Un autre se promène entre ses genoux froids,
Pour atteindre le bol de croquettes au poisson.
Deux se battent en silence, et mettent en émoi
Une chatte apeurée qui veille ses chatons.
Ils sont dix-sept en tout qui louent l'appartement :
Seize chats, une femme (la madone aux matous).
De jour comme de nuit, l'air est en mouvement :
Une fourrure ondule, on murmure un miaou...
Elle penche la tête de façon bien curieuse,
Et malgré le siamois qui lui lèche la main
Ses doigts restent immobiles.

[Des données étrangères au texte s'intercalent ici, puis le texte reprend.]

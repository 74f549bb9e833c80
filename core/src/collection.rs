//! The client-side todo collection.
//!
//! Ordered, with unique ids. It is a cache of the remote store: replaced
//! wholesale by a successful load and patched in place after each
//! acknowledged mutation.

use std::str::FromStr;

use crate::types::{Todo, TodoId};

/// Where newly created todos land in display order.
#[derive(Debug, Clone, Copy, Default, PartialEq, Eq)]
pub enum Insertion {
    Prepend,
    #[default]
    Append,
}

impl FromStr for Insertion {
    type Err = String;

    fn from_str(s: &str) -> Result<Self, Self::Err> {
        match s.to_ascii_lowercase().as_str() {
            "prepend" | "top" => Ok(Insertion::Prepend),
            "append" | "bottom" => Ok(Insertion::Append),
            other => Err(format!("unknown insertion order: {other} (expected append or prepend)")),
        }
    }
}

#[derive(Debug, Clone, Copy, Default, PartialEq, Eq)]
pub struct Counts {
    pub total: usize,
    pub completed: usize,
    pub pending: usize,
}

#[derive(Debug, Clone, Default)]
pub struct TodoCollection {
    items: Vec<Todo>,
    insertion: Insertion,
}

impl TodoCollection {
    pub fn new(insertion: Insertion) -> Self {
        Self {
            items: Vec::new(),
            insertion,
        }
    }

    pub fn insertion(&self) -> Insertion {
        self.insertion
    }

    /// Replace every item. Later duplicates of an id are dropped.
    pub fn replace_all(&mut self, todos: Vec<Todo>) {
        self.items.clear();
        for todo in todos {
            if self.position(&todo.id).is_none() {
                self.items.push(todo);
            }
        }
    }

    /// Add a todo at the configured end. A todo whose id is already present
    /// replaces the existing entry in place; returns whether it was new.
    pub fn insert(&mut self, todo: Todo) -> bool {
        if let Some(idx) = self.position(&todo.id) {
            self.items[idx] = todo;
            return false;
        }
        match self.insertion {
            Insertion::Prepend => self.items.insert(0, todo),
            Insertion::Append => self.items.push(todo),
        }
        true
    }

    /// Flip the completed flag. Returns `false` if the id is unknown.
    pub fn mark_completed(&mut self, id: &TodoId) -> bool {
        match self.items.iter_mut().find(|t| &t.id == id) {
            Some(todo) => {
                todo.completed = true;
                true
            }
            None => false,
        }
    }

    pub fn remove(&mut self, id: &TodoId) -> Option<Todo> {
        let idx = self.position(id)?;
        Some(self.items.remove(idx))
    }

    pub fn get(&self, id: &TodoId) -> Option<&Todo> {
        self.items.iter().find(|t| &t.id == id)
    }

    pub fn contains(&self, id: &TodoId) -> bool {
        self.position(id).is_some()
    }

    pub fn iter(&self) -> std::slice::Iter<'_, Todo> {
        self.items.iter()
    }

    pub fn len(&self) -> usize {
        self.items.len()
    }

    pub fn is_empty(&self) -> bool {
        self.items.is_empty()
    }

    pub fn pending(&self) -> impl Iterator<Item = &Todo> {
        self.items.iter().filter(|t| !t.completed)
    }

    pub fn completed(&self) -> impl Iterator<Item = &Todo> {
        self.items.iter().filter(|t| t.completed)
    }

    pub fn counts(&self) -> Counts {
        let completed = self.completed().count();
        Counts {
            total: self.items.len(),
            completed,
            pending: self.items.len() - completed,
        }
    }

    fn position(&self, id: &TodoId) -> Option<usize> {
        self.items.iter().position(|t| &t.id == id)
    }
}
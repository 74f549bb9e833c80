//! Transient status messages.
//!
//! Each component owns one `MessageSlot`. Showing a message stamps it with an
//! expiry derived from its tone; `tick` drops it once that instant passes.
//! Time is always passed in by the caller so expiry is deterministic.

use std::time::{Duration, Instant};

/// How long success, info and validation messages stay visible.
pub const SHORT_WINDOW: Duration = Duration::from_secs(3);
/// How long error messages stay visible.
pub const ERROR_WINDOW: Duration = Duration::from_secs(5);

#[derive(Debug, Clone, Copy, PartialEq, Eq)]
pub enum Tone {
    Info,
    Success,
    /// Input rejected locally.
    Warning,
    Error,
}

impl Tone {
    pub fn window(self) -> Duration {
        match self {
            Tone::Error => ERROR_WINDOW,
            Tone::Info | Tone::Success | Tone::Warning => SHORT_WINDOW,
        }
    }
}

#[derive(Debug, Clone, PartialEq, Eq)]
pub struct TransientMessage {
    pub text: String,
    pub tone: Tone,
    expires_at: Instant,
}

impl TransientMessage {
    pub fn expires_at(&self) -> Instant {
        self.expires_at
    }
}

#[derive(Debug, Default)]
pub struct MessageSlot {
    current: Option<TransientMessage>,
}

impl MessageSlot {
    pub fn show(&mut self, tone: Tone, text: impl Into<String>, now: Instant) {
        self.current = Some(TransientMessage {
            text: text.into(),
            tone,
            expires_at: now + tone.window(),
        });
    }

    pub fn clear(&mut self) {
        self.current = None;
    }

    /// Drop the message if its window has elapsed. Returns whether it was dropped.
    pub fn tick(&mut self, now: Instant) -> bool {
        match &self.current {
            Some(msg) if now >= msg.expires_at => {
                self.current = None;
                true
            }
            _ => false,
        }
    }

    pub fn current(&self) -> Option<&TransientMessage> {
        self.current.as_ref()
    }

    pub fn text(&self) -> Option<&str> {
        self.current.as_ref().map(|m| m.text.as_str())
    }
}
use tokio::net::TcpListener;
use tracing_subscriber::EnvFilter;

#[tokio::main]
async fn main() -> Result<(), std::io::Error> {
    tracing_subscriber::fmt()
        .with_env_filter(
            EnvFilter::try_from_default_env()
                .unwrap_or_else(|_| EnvFilter::new("mock_server=info,tower_http=info")),
        )
        .init();

    let port = std::env::var("PORT").unwrap_or_else(|_| "5000".to_string());
    let addr = format!("127.0.0.1:{port}");
    let listener = TcpListener::bind(&addr).await?;
    tracing::info!(%addr, "listening");
    mock_server::run(listener).await
}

Tout près de la liseuse
L'ombre d'un angora se fond au papier peint.
Le temps bat la mesure dans l'antre du pendule,
Un gros chartreux ronronne près de l'oreille humaine.
L'aïeule ne bouge pas. Quelques chats se bousculent
A ses chaussons gelés, à ses chaussettes en laine.
Soudain un quadrupède a l'air de commencer
Un air de requiem en miaulements mineurs.
Il poursuit sa complainte dans un souffle glacé,
Et les autres reprennent en un étrange chœur.
Le vent s'invite aussi à leur chanson amère.
La dame à chats n'est plus... ou n'est que sortilège :
Elle ouvre d'un seul coup ses grands yeux de panthère,
Et glisse dans la nuit de son félin cortège.